As the poem continues, the reader realizes that the Duke in fact caused the Duchess’s early death: when her behavior becomes worse. After showing the portrait, the Duke talks about the arrangement of another marriage, with another young girl. As the Duke and the ambassadors walk leave the painting behind, the Duke points out other notable artworks in his collection.

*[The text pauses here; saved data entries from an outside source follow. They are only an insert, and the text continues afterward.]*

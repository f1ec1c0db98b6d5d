use dioxus::prelude::*;

use crate::core::config::GaugeConfig;
use crate::core::gauge::{GaugeAnimator, BRAND_CYAN};
use crate::core::scene::{gauge_scene, TRACK_COLOR};
use crate::core::timing;

#[component]
pub fn HealthScoreGauge(score: i32, config: GaugeConfig) -> Element {
    let mut gauge = use_signal(|| GaugeAnimator::new(config.geometry, config.duration_ms));
    let mut clock = use_signal(timing::now_ms);
    let mut generation = use_signal(|| 0u64);

    // Restart whenever the score prop changes; the animation continues from
    // wherever the previous one had got to.
    use_effect(use_reactive!(|(score,)| {
        gauge.with_mut(|g| g.animate_to(score, timing::now_ms()));

        let token = *generation.peek() + 1;
        generation.set(token);
        spawn(async move {
            loop {
                timing::sleep_ms(timing::FRAME_MS).await;
                if *generation.peek() != token {
                    break;
                }
                let now = timing::now_ms();
                let more = gauge.with_mut(|g| {
                    g.tick(now);
                    g.is_animating()
                });
                clock.set(now);
                if !more {
                    break;
                }
            }
        });
    }));

    let scene = gauge_scene(&gauge.read(), clock());
    let colors = scene.colors;

    rsx! {
        div { class: "health-gauge",
            div {
                class: "health-gauge__canvas",
                style: "width: {scene.width}px; height: {scene.height}px",
                svg {
                    width: "{scene.width}",
                    height: "{scene.height}",
                    view_box: "0 0 {scene.width} {scene.height}",
                    overflow: "visible",
                    path {
                        d: "{scene.track}",
                        fill: "none",
                        stroke: TRACK_COLOR,
                        stroke_width: "{scene.stroke_width}",
                        stroke_linecap: "round",
                    }
                    path {
                        d: "{scene.track}",
                        fill: "none",
                        stroke: BRAND_CYAN,
                        stroke_width: "{scene.stroke_width}",
                        stroke_linecap: "round",
                        stroke_dasharray: "{scene.arc_length}",
                        stroke_dashoffset: "{scene.dash_offset}",
                    }
                    circle {
                        class: "health-gauge__halo",
                        cx: "{scene.halo.cx}",
                        cy: "{scene.halo.cy}",
                        r: "{scene.halo.r}",
                        fill: "white",
                    }
                    circle {
                        cx: "{scene.dot.cx}",
                        cy: "{scene.dot.cy}",
                        r: "{scene.dot.r}",
                        fill: BRAND_CYAN,
                    }
                }
                div { class: "health-gauge__readout",
                    span { class: "type-score", "{scene.score_text}" }
                    span {
                        class: "health-gauge__label",
                        style: "background: {colors.background}; color: {colors.text}; border: 1px solid {colors.border}",
                        "{scene.label.text()}"
                    }
                }
            }
        }
    }
}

The speaker in the poem is likely Alfonso II d'Este, the fifth Duke of Ferrara (1533–1598), who, at the age of 25, married Lucrezia di Cosimo de' Medici, the 14-year-old daughter of Cosimo I de' Medici, Grand Duke of Tuscany, and Eleonora di Toledo. Lucrezia was not well educated but She came with a handsome dowry, and the couple married in 1558. He then abandoned her for two years before she died on 21 April 1561, at age 17. There was a strong suspicion of poisoning. The Duke then asked for the hand of Barbara, eighth daughter of the Holy Roman Emperor Ferdinand I and Anna of Bohemia and Hungary and the sister of the Count of Tyrol, Ferdinand II. The portrait was painted by Fra Pandolf, a monk and painter whom the duke believes captured the singularity of the duchess's glance. However, the duke insists to the ambassadors that his former wife’s deep, passionate looks were not reserved only for her husband. She was too easily impressed into sharing her friendly nature.

The portrait that you are watching above is regarded as the same portrait that the duke had shown to the ambassadors.